- _AIM OF THE EXERCISE_:
The word "once" marks the lines to keep; find each one in the data and copy it.

[Recorded data]
+---+

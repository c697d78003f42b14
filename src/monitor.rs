//! Background monitor loop
//!
//! Samples input idleness once per second and feeds the mute state
//! machine. Runs on a dedicated thread: the WASAPI endpoint interface
//! is pinned to the thread that created it, so COM init, endpoint
//! binding, and every volume call happen here. Shutdown is a
//! handshake: the quit handler clears the running flag and blocks
//! until this thread confirms its final restore pass.

use std::sync::atomic::{AtomicBool, Ordering};
use std::sync::mpsc::{Receiver, RecvTimeoutError, Sender};
use std::sync::Arc;
use std::thread::{self, JoinHandle};
use std::time::Duration;

use tracing::{info, warn};

#[cfg(target_os = "windows")]
use crate::config::Config;
use crate::events::MonitorStatus;
use crate::idle::IdleSource;
use crate::state::MuteStateMachine;
use crate::volume::VolumeControl;

/// Time between idle samples.
pub const TICK_INTERVAL: Duration = Duration::from_secs(1);

#[derive(Debug, thiserror::Error)]
pub enum MonitorError {
    #[error("failed to spawn monitor thread: {0}")]
    ThreadSpawn(String),

    #[error(transparent)]
    Init(#[from] crate::volume::VolumeError),

    #[error("monitor thread exited during startup")]
    StartupExit,
}

/// Handle held by the tray thread for the shutdown handshake.
pub struct MonitorHandle {
    running: Arc<AtomicBool>,
    done_rx: Receiver<()>,
    join: JoinHandle<()>,
}

impl MonitorHandle {
    /// Start the monitor thread and wait for it to bind the audio
    /// endpoint. Returns an error if the endpoint cannot be acquired,
    /// so a broken audio stack is caught at startup.
    #[cfg(target_os = "windows")]
    pub fn spawn(
        config: &Config,
        status_tx: Sender<MonitorStatus>,
    ) -> Result<Self, MonitorError> {
        use std::sync::mpsc;

        use crate::idle::SystemIdleSource;
        use crate::volume::{ComSession, EndpointVolume};

        let running = Arc::new(AtomicBool::new(true));
        let (ready_tx, ready_rx) = mpsc::channel();
        let (done_tx, done_rx) = mpsc::channel();

        let thread_running = Arc::clone(&running);
        let threshold = config.idle_threshold;

        let join = thread::Builder::new()
            .name("idle-monitor".to_string())
            .spawn(move || {
                // Keep the COM guard first so it is dropped after the
                // endpoint interface.
                let _com = match ComSession::init() {
                    Ok(com) => com,
                    Err(e) => {
                        let _ = ready_tx.send(Err(e));
                        return;
                    }
                };
                let mut volume = match EndpointVolume::bind_default() {
                    Ok(volume) => volume,
                    Err(e) => {
                        let _ = ready_tx.send(Err(e));
                        return;
                    }
                };
                let _ = ready_tx.send(Ok(()));

                let mut idle = SystemIdleSource::new();
                let mut machine = MuteStateMachine::new(threshold);
                run_loop(
                    &mut idle,
                    &mut volume,
                    &mut machine,
                    &thread_running,
                    &status_tx,
                    TICK_INTERVAL,
                );
                let _ = done_tx.send(());
            })
            .map_err(|e| MonitorError::ThreadSpawn(e.to_string()))?;

        match ready_rx.recv() {
            Ok(Ok(())) => {}
            Ok(Err(e)) => return Err(MonitorError::Init(e)),
            Err(_) => return Err(MonitorError::StartupExit),
        }
        info!("monitor thread started");

        Ok(Self {
            running,
            done_rx,
            join,
        })
    }

    /// Signal the monitor to stop and wait for its final restore pass.
    /// Returns once the thread confirms, or after `timeout` if it does
    /// not; termination proceeds either way.
    pub fn shutdown(self, timeout: Duration) {
        self.running.store(false, Ordering::SeqCst);

        match self.done_rx.recv_timeout(timeout) {
            Ok(()) | Err(RecvTimeoutError::Disconnected) => {
                let _ = self.join.join();
                info!("monitor stopped");
            }
            Err(RecvTimeoutError::Timeout) => {
                warn!(?timeout, "monitor did not confirm shutdown, exiting anyway");
            }
        }
    }
}

/// The tick loop proper. Platform-independent: everything OS-facing
/// comes in through the trait seams.
///
/// A failed idle query or volume call is logged and the tick skipped;
/// the next tick re-evaluates from current OS state. After the running
/// flag clears, a final restore pass runs if we still hold the mute.
pub fn run_loop<I, V>(
    idle: &mut I,
    volume: &mut V,
    machine: &mut MuteStateMachine,
    running: &AtomicBool,
    status_tx: &Sender<MonitorStatus>,
    tick: Duration,
) where
    I: IdleSource,
    V: VolumeControl,
{
    while running.load(Ordering::SeqCst) {
        match idle.sample() {
            Ok(idle_time) => {
                if let Err(e) = machine.tick(idle_time, volume) {
                    warn!(error = %e, "volume call failed, skipping tick");
                }
                let _ = status_tx.send(MonitorStatus {
                    idle: idle_time,
                    muted: machine.is_muted(),
                });
            }
            Err(e) => warn!(error = %e, "idle query failed, skipping tick"),
        }
        thread::sleep(tick);
    }

    if machine.is_muted() {
        match machine.restore(volume) {
            Ok(_) => info!("volume restored before exit"),
            Err(e) => warn!(error = %e, "failed to restore volume on shutdown"),
        }
    }
}

#[cfg(test)]
mod tests {
    use std::collections::VecDeque;
    use std::sync::mpsc;
    use std::sync::Mutex;

    use super::*;
    use crate::idle::IdleError;
    use crate::volume::fake::{Call, FakeVolume};
    use crate::volume::VolumeError;

    /// Serves scripted samples, clearing the running flag once the
    /// last one has been handed out so the loop exits deterministically
    /// after exactly one iteration per sample.
    struct ScriptedIdle {
        samples: VecDeque<Result<Duration, IdleError>>,
        running: Arc<AtomicBool>,
    }

    impl ScriptedIdle {
        fn new(
            samples: Vec<Result<Duration, IdleError>>,
            running: &Arc<AtomicBool>,
        ) -> Self {
            Self {
                samples: samples.into(),
                running: Arc::clone(running),
            }
        }
    }

    impl IdleSource for ScriptedIdle {
        fn sample(&mut self) -> Result<Duration, IdleError> {
            let next = self.samples.pop_front().unwrap_or(Ok(Duration::ZERO));
            if self.samples.is_empty() {
                self.running.store(false, Ordering::SeqCst);
            }
            next
        }
    }

    /// Always reports an hour of idleness.
    struct AlwaysIdle;

    impl IdleSource for AlwaysIdle {
        fn sample(&mut self) -> Result<Duration, IdleError> {
            Ok(Duration::from_secs(3600))
        }
    }

    /// Clonable view of a `FakeVolume` so tests can inspect it after
    /// moving it into the monitor thread.
    #[derive(Clone)]
    struct SharedVolume(Arc<Mutex<FakeVolume>>);

    impl SharedVolume {
        fn with_level(level: f32) -> Self {
            Self(Arc::new(Mutex::new(FakeVolume::with_level(level))))
        }

        fn calls(&self) -> Vec<Call> {
            self.0.lock().unwrap().calls.clone()
        }
    }

    impl VolumeControl for SharedVolume {
        fn volume(&mut self) -> Result<f32, VolumeError> {
            self.0.lock().unwrap().volume()
        }

        fn set_volume(&mut self, level: f32) -> Result<(), VolumeError> {
            self.0.lock().unwrap().set_volume(level)
        }

        fn muted(&mut self) -> Result<bool, VolumeError> {
            self.0.lock().unwrap().muted()
        }

        fn set_muted(&mut self, muted: bool) -> Result<(), VolumeError> {
            self.0.lock().unwrap().set_muted(muted)
        }
    }

    fn secs_f64(s: f64) -> Duration {
        Duration::from_secs_f64(s)
    }

    #[test]
    fn test_scripted_scenario() {
        // 0.01 minutes of allowed idleness, i.e. a 0.6 s threshold.
        let threshold = secs_f64(0.01 * 60.0);
        let running = Arc::new(AtomicBool::new(true));
        let mut idle = ScriptedIdle::new(
            vec![Ok(secs_f64(0.5)), Ok(secs_f64(0.7)), Ok(secs_f64(0.2))],
            &running,
        );
        let mut volume = FakeVolume::with_level(0.64);
        let mut machine = MuteStateMachine::new(threshold);
        let (status_tx, status_rx) = mpsc::channel();

        run_loop(
            &mut idle,
            &mut volume,
            &mut machine,
            &running,
            &status_tx,
            Duration::ZERO,
        );

        // Tick 1 no-op, tick 2 mute, tick 3 restore.
        assert_eq!(
            volume.calls,
            vec![
                Call::GetVolume,
                Call::SetMute(true),
                Call::SetMute(false),
                Call::SetVolume(0.64),
            ]
        );
        assert!(!machine.is_muted());

        let muted_flags: Vec<bool> =
            status_rx.try_iter().map(|status| status.muted).collect();
        assert_eq!(muted_flags, vec![false, true, false]);
    }

    #[test]
    fn test_boundary_equality_mutes() {
        let threshold = secs_f64(0.6);
        let running = Arc::new(AtomicBool::new(true));
        let mut idle = ScriptedIdle::new(vec![Ok(threshold)], &running);
        let mut volume = FakeVolume::with_level(0.5);
        let mut machine = MuteStateMachine::new(threshold);
        let (status_tx, _status_rx) = mpsc::channel();

        run_loop(
            &mut idle,
            &mut volume,
            &mut machine,
            &running,
            &status_tx,
            Duration::ZERO,
        );

        // Mute fired, then the loop's exit pass restored it.
        assert_eq!(
            volume.calls,
            vec![
                Call::GetVolume,
                Call::SetMute(true),
                Call::SetMute(false),
                Call::SetVolume(0.5),
            ]
        );
    }

    #[test]
    fn test_idle_error_skips_tick() {
        let threshold = secs_f64(0.6);
        let running = Arc::new(AtomicBool::new(true));
        let mut idle = ScriptedIdle::new(
            vec![
                Err(IdleError::Query("injected".into())),
                Ok(secs_f64(0.3)),
            ],
            &running,
        );
        let mut volume = FakeVolume::with_level(0.5);
        let mut machine = MuteStateMachine::new(threshold);
        let (status_tx, status_rx) = mpsc::channel();

        run_loop(
            &mut idle,
            &mut volume,
            &mut machine,
            &running,
            &status_tx,
            Duration::ZERO,
        );

        // Only the good sample produced a status, and no volume calls.
        assert_eq!(status_rx.try_iter().count(), 1);
        assert!(volume.calls.is_empty());
    }

    #[test]
    fn test_volume_error_keeps_loop() {
        let threshold = secs_f64(0.6);
        let running = Arc::new(AtomicBool::new(true));
        let mut idle = ScriptedIdle::new(
            vec![Ok(secs_f64(1.0)), Ok(secs_f64(1.0))],
            &running,
        );
        let mut volume = FakeVolume::with_level(0.5);
        volume.fail_set_mute = true;
        let mut machine = MuteStateMachine::new(threshold);
        let (status_tx, status_rx) = mpsc::channel();

        run_loop(
            &mut idle,
            &mut volume,
            &mut machine,
            &running,
            &status_tx,
            Duration::ZERO,
        );

        // Both ticks attempted the mute, neither committed state.
        assert_eq!(status_rx.try_iter().filter(|s| s.muted).count(), 0);
        assert!(!machine.is_muted());
    }

    #[test]
    fn test_shutdown_restores_while_muted() {
        let running = Arc::new(AtomicBool::new(true));
        let (status_tx, status_rx) = mpsc::channel();
        let (done_tx, done_rx) = mpsc::channel();

        let volume = SharedVolume::with_level(0.42);
        let mut thread_volume = volume.clone();
        let thread_running = Arc::clone(&running);

        let join = thread::Builder::new()
            .name("idle-monitor".to_string())
            .spawn(move || {
                let mut idle = AlwaysIdle;
                let mut machine = MuteStateMachine::new(Duration::from_secs(300));
                run_loop(
                    &mut idle,
                    &mut thread_volume,
                    &mut machine,
                    &thread_running,
                    &status_tx,
                    Duration::from_millis(1),
                );
                let _ = done_tx.send(());
            })
            .unwrap();

        // Wait until the monitor reports the muted state.
        let muted = status_rx
            .iter()
            .take(50)
            .any(|status| status.muted);
        assert!(muted);

        let handle = MonitorHandle {
            running,
            done_rx,
            join,
        };
        handle.shutdown(Duration::from_secs(5));

        let calls = volume.calls();
        assert_eq!(calls.first(), Some(&Call::GetVolume));
        // The confirmed shutdown implies the restore already ran.
        assert_eq!(
            &calls[calls.len() - 2..],
            &[Call::SetMute(false), Call::SetVolume(0.42)]
        );
    }

    #[test]
    fn test_shutdown_without_mute() {
        let running = Arc::new(AtomicBool::new(true));
        let (status_tx, _status_rx) = mpsc::channel();
        let (done_tx, done_rx) = mpsc::channel();

        let volume = SharedVolume::with_level(0.8);
        let mut thread_volume = volume.clone();
        let thread_running = Arc::clone(&running);

        let join = thread::Builder::new()
            .name("idle-monitor".to_string())
            .spawn(move || {
                struct NeverIdle;
                impl IdleSource for NeverIdle {
                    fn sample(&mut self) -> Result<Duration, IdleError> {
                        Ok(Duration::ZERO)
                    }
                }
                let mut idle = NeverIdle;
                let mut machine = MuteStateMachine::new(Duration::from_secs(300));
                run_loop(
                    &mut idle,
                    &mut thread_volume,
                    &mut machine,
                    &thread_running,
                    &status_tx,
                    Duration::from_millis(1),
                );
                let _ = done_tx.send(());
            })
            .unwrap();

        let handle = MonitorHandle {
            running,
            done_rx,
            join,
        };
        handle.shutdown(Duration::from_secs(5));

        assert!(volume.calls().is_empty());
    }
}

+---+

- _OUTPUT OF THE TASK_:
//! Samples input idleness once per second and feeds the mute state
    /// Returns once the thread confirms, or after `timeout` if it does
    /// Serves scripted samples, clearing the running flag once the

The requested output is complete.